Exercise instructions:
Identify and pull out each line of the entries in which "listed" occurs.

Information provided:
+===+

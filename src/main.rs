//! CLI surface: discover, digest, audit, dismiss, backfill, migrate, run.

use std::path::PathBuf;
use std::process::ExitCode;
use std::sync::Arc;

use chrono::{NaiveDate, Utc};
use clap::{Parser, Subcommand, ValueEnum};
use tokio::sync::mpsc;
use tokio_util::sync::CancellationToken;

use hearth::assign::PersonAssigner;
use hearth::backfill;
use hearth::classify::{llm::AnthropicModel, ItemTypeClassifier};
use hearth::config::{AgentConfig, EnvSettings};
use hearth::digest;
use hearth::discovery::DiscoveryEngine;
use hearth::error::{exit_code, AgentError};
use hearth::mail::{auth::TokenProvider, gmail::GmailClient, MailSource};
use hearth::orchestrator::Orchestrator;
use hearth::reconcile;
use hearth::scheduler::{Job, Scheduler, DRAIN_TIMEOUT};
use hearth::store::Store;
use hearth::types::AgentMode;

#[derive(Parser)]
#[command(name = "hearth", about = "Household email concierge", version)]
struct Cli {
    /// Path to the YAML config (default: ~/.hearth/config.yaml)
    #[arg(long, global = true)]
    config: Option<PathBuf>,

    #[command(subcommand)]
    command: Command,
}

#[derive(Clone, Copy, Debug, ValueEnum)]
enum DigestMode {
    Daily,
    Reconciliation,
}

#[derive(Subcommand)]
enum Command {
    /// Run discovery for one pack
    Discover { pack_id: String },

    /// Build and send a digest
    Digest {
        #[arg(long, value_enum, default_value = "daily")]
        mode: DigestMode,
    },

    /// Print the reconciliation view for a person; optionally append
    /// forward-only config rules
    Audit {
        person: String,
        /// Append a sender domain to a pack: --add-domain <domain> <pack>
        #[arg(long, num_args = 2, value_names = ["DOMAIN", "PACK"])]
        add_domain: Option<Vec<String>>,
        /// Append an exclusion keyword to every pack
        #[arg(long, value_name = "KEYWORD")]
        exclude_keyword: Option<String>,
    },

    /// Dismiss an item, with a reason
    Dismiss { item_id: String, reason: String },

    /// Historical scan over an explicit window
    Backfill {
        #[arg(long)]
        from: NaiveDate,
        #[arg(long)]
        to: NaiveDate,
        #[arg(long)]
        dry_run: bool,
        #[arg(long)]
        confirm: bool,
    },

    /// Apply migrations, or roll back: migrate [VERSION | rollback VERSION]
    Migrate { args: Vec<String> },

    /// Run the resident scheduler
    Run,
}

fn init_logging() {
    let mut builder = env_logger::Builder::new();
    builder.parse_filters(&std::env::var("LOG_LEVEL").unwrap_or_else(|_| "info".into()));
    if let Ok(path) = std::env::var("LOG_FILE") {
        match std::fs::OpenOptions::new().create(true).append(true).open(&path) {
            Ok(file) => {
                builder.target(env_logger::Target::Pipe(Box::new(file)));
            }
            Err(e) => eprintln!("could not open LOG_FILE {path}: {e}"),
        }
    }
    builder.init();
}

fn config_path(cli: &Cli) -> PathBuf {
    cli.config.clone().unwrap_or_else(|| {
        dirs::home_dir()
            .unwrap_or_default()
            .join(".hearth")
            .join("config.yaml")
    })
}

struct App {
    env: EnvSettings,
    config: AgentConfig,
    store: Arc<Store>,
}

impl App {
    fn load(cli: &Cli) -> Result<Self, AgentError> {
        let env = EnvSettings::from_env()?;
        let config = AgentConfig::load(&config_path(cli), &env)?;
        let store = Arc::new(Store::open(&env.resolve_db_path()?)?);
        Ok(Self { env, config, store })
    }

    fn mail(&self) -> Result<Arc<dyn MailSource>, AgentError> {
        let tokens = TokenProvider::from_env(&self.env)?;
        Ok(Arc::new(GmailClient::new(tokens)))
    }

    fn engine(&self, mail: Arc<dyn MailSource>) -> DiscoveryEngine {
        let model = self
            .env
            .anthropic_api_key
            .clone()
            .map(|key| Box::new(AnthropicModel::new(key)) as Box<dyn hearth::classify::ItemTypeModel>);
        DiscoveryEngine::new(
            self.store.clone(),
            mail,
            PersonAssigner::new(&self.config.family),
            ItemTypeClassifier::new(model),
            &self.config,
        )
    }

    fn orchestrator(&self, mail: Arc<dyn MailSource>) -> Orchestrator {
        Orchestrator::new(self.store.clone(), self.engine(mail))
    }
}

async fn run_digest(app: &App, mode: DigestMode) -> Result<(), AgentError> {
    let end = Utc::now();
    let days = match mode {
        DigestMode::Daily => 1,
        DigestMode::Reconciliation => 7,
    };
    let start = end - chrono::Duration::days(days);
    let dry_run = app.config.mode == AgentMode::DryRun;

    let built = digest::build(&app.store, start, end, dry_run)?;
    let text = digest::render_text(&built);

    let recipients = &app.config.notifications.digest_to;
    if dry_run || recipients.is_empty() {
        println!("{text}");
        return Ok(());
    }

    let subject_label = if built.is_quiet() { "Quiet week" } else { "Family digest" };
    let mime = format!(
        "To: {}\r\nSubject: {} {} to {}\r\nContent-Type: text/plain; charset=\"UTF-8\"\r\n\r\n{}",
        recipients.join(", "),
        subject_label,
        built.start.format("%b %-d"),
        built.end.format("%b %-d"),
        text
    );
    app.mail()?.send_email(&mime).await?;
    log::info!("digest sent to {}", recipients.join(", "));
    Ok(())
}

fn run_migrate(app: &App, args: &[String]) -> Result<(), AgentError> {
    match args {
        [] => {
            println!("schema at version {}", app.store.schema_version()?);
            Ok(())
        }
        [version] => {
            let target: i32 = version
                .parse()
                .map_err(|_| AgentError::Usage(format!("invalid version '{version}'")))?;
            // Opening the store already migrated forward; an explicit lower
            // target walks the schema back to it.
            app.store.rollback_to(target)?;
            println!("schema at version {}", app.store.schema_version()?);
            Ok(())
        }
        [keyword, version] if keyword == "rollback" => {
            let target: i32 = version
                .parse()
                .map_err(|_| AgentError::Usage(format!("invalid version '{version}'")))?;
            let undone = app.store.rollback_to(target)?;
            println!(
                "rolled back {undone} migrations; schema at version {}",
                app.store.schema_version()?
            );
            Ok(())
        }
        _ => Err(AgentError::Usage(
            "usage: migrate [VERSION | rollback VERSION]".into(),
        )),
    }
}

async fn run_resident(app: &App) -> Result<(), AgentError> {
    let mail = app.mail()?;
    let orchestrator = Arc::new(app.orchestrator(mail));

    let (tx, mut rx) = mpsc::channel::<Job>(8);
    let scheduler = Scheduler::new(&app.config, tx)?;
    let cancel = CancellationToken::new();

    let scheduler_task = tokio::spawn(scheduler.run(cancel.clone()));

    let shutdown = cancel.clone();
    tokio::spawn(async move {
        let ctrl_c = tokio::signal::ctrl_c();
        #[cfg(unix)]
        {
            let mut term =
                tokio::signal::unix::signal(tokio::signal::unix::SignalKind::terminate())
                    .expect("install SIGTERM handler");
            tokio::select! {
                _ = ctrl_c => {}
                _ = term.recv() => {}
            }
        }
        #[cfg(not(unix))]
        {
            let _ = ctrl_c.await;
        }
        log::info!("shutdown requested");
        shutdown.cancel();
    });

    loop {
        let job = tokio::select! {
            _ = cancel.cancelled() => break,
            job = rx.recv() => match job {
                Some(job) => job,
                None => break,
            },
        };

        // Jobs run serialized here; an agent run never overlaps itself.
        let outcome: Result<(), AgentError> = match job {
            Job::AgentRun => orchestrator
                .run(&app.config, &cancel)
                .await
                .map(|report| {
                    log::info!(
                        "run complete: {} packs, {} failed, {} promoted",
                        report.summaries.len(),
                        report.failed_packs.len(),
                        report.promoted
                    );
                })
                .map_err(AgentError::Store),
            Job::DailyDigest => run_digest(app, DigestMode::Daily).await,
            Job::WeeklyDigest => run_digest(app, DigestMode::Reconciliation).await,
            Job::Cleanup => app
                .store
                .cleanup_expired_tokens(Utc::now() - chrono::Duration::days(30))
                .map(|removed| log::info!("cleanup removed {removed} tokens"))
                .map_err(AgentError::Store),
        };
        if let Err(e) = outcome {
            // The next scheduled run proceeds regardless.
            log::error!("job {job:?} failed: {e}");
        }
    }

    // Give the scheduler its drain window, then go.
    let _ = tokio::time::timeout(DRAIN_TIMEOUT, scheduler_task).await;
    Ok(())
}

async fn run(cli: Cli) -> Result<(), AgentError> {
    match &cli.command {
        Command::Discover { pack_id } => {
            let app = App::load(&cli)?;
            let pack = app
                .config
                .pack(pack_id)
                .ok_or_else(|| AgentError::Usage(format!("unknown pack '{pack_id}'")))?;
            let mail = app.mail()?;
            let engine = app.engine(mail);
            let summary = engine
                .run_pack(&app.config, pack, &CancellationToken::new())
                .await
                .map_err(|e| match e {
                    hearth::discovery::DiscoveryError::Mail(m) => AgentError::Mail(m),
                    hearth::discovery::DiscoveryError::Store(s) => AgentError::Store(s),
                })?;
            println!(
                "{}: {} listed, {} created, {} deferred, {} out of scope, {} skipped",
                summary.pack_id,
                summary.listed,
                summary.created,
                summary.deferred,
                summary.out_of_scope,
                summary.skipped_threshold + summary.skipped_transient,
            );
            Ok(())
        }

        Command::Digest { mode } => {
            let app = App::load(&cli)?;
            run_digest(&app, *mode).await
        }

        Command::Audit {
            person,
            add_domain,
            exclude_keyword,
        } => {
            let app = App::load(&cli)?;
            let path = config_path(&cli);

            if let Some(pair) = add_domain {
                let (domain, pack_id) = (&pair[0], &pair[1]);
                let count = reconcile::add_domain(&app.store, &path, pack_id, domain)?;
                println!("added {domain} to {pack_id}; {count} recent messages would now match");
                return Ok(());
            }
            if let Some(keyword) = exclude_keyword {
                let packs: Vec<String> =
                    app.config.packs.iter().map(|p| p.pack_id.clone()).collect();
                for pack_id in packs {
                    reconcile::add_exclude_keyword(&path, &pack_id, keyword)?;
                }
                println!("added exclusion {keyword:?} (forward-only)");
                return Ok(());
            }

            let text = reconcile::view(&app.store, person, Utc::now().date_naive())?;
            print!("{text}");
            Ok(())
        }

        Command::Dismiss { item_id, reason } => {
            if reason.trim().is_empty() {
                return Err(AgentError::Usage("dismiss requires a non-empty reason".into()));
            }
            let app = App::load(&cli)?;
            let dismissed =
                app.store
                    .dismiss_item(item_id, reason, &app.config.defaults.dismissed_by)?;
            println!("dismissed {} ({})", dismissed.original_subject, dismissed.reason);
            Ok(())
        }

        Command::Backfill {
            from,
            to,
            dry_run,
            confirm,
        } => {
            let app = App::load(&cli)?;
            let mail = app.mail()?;
            if *dry_run {
                let report = backfill::preview(&app.config, mail.as_ref(), *from, *to).await?;
                for (pack_id, listed) in &report.listed {
                    println!("{pack_id}: {listed} messages in window");
                }
                return Ok(());
            }
            let engine = app.engine(mail);
            let report = backfill::run(
                &app.config,
                &engine,
                *from,
                *to,
                *confirm,
                &CancellationToken::new(),
            )
            .await?;
            println!(
                "backfill created {} items{}",
                report.created,
                if report.capped { " (cap reached)" } else { "" }
            );
            Ok(())
        }

        Command::Migrate { args } => {
            let app = App::load(&cli)?;
            run_migrate(&app, args)
        }

        Command::Run => {
            let app = App::load(&cli)?;
            run_resident(&app).await
        }
    }
}

#[tokio::main]
async fn main() -> ExitCode {
    init_logging();
    let cli = Cli::parse();
    match run(cli).await {
        Ok(()) => ExitCode::from(exit_code::OK as u8),
        Err(e) => {
            eprintln!("error: {e}");
            ExitCode::from(e.exit_code() as u8)
        }
    }
}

+===+

Response to the exercise:
                "{}: {} listed, {} created, {} deferred, {} out of scope, {} skipped",
                summary.listed,
                for (pack_id, listed) in &report.listed {
                    println!("{pack_id}: {listed} messages in window");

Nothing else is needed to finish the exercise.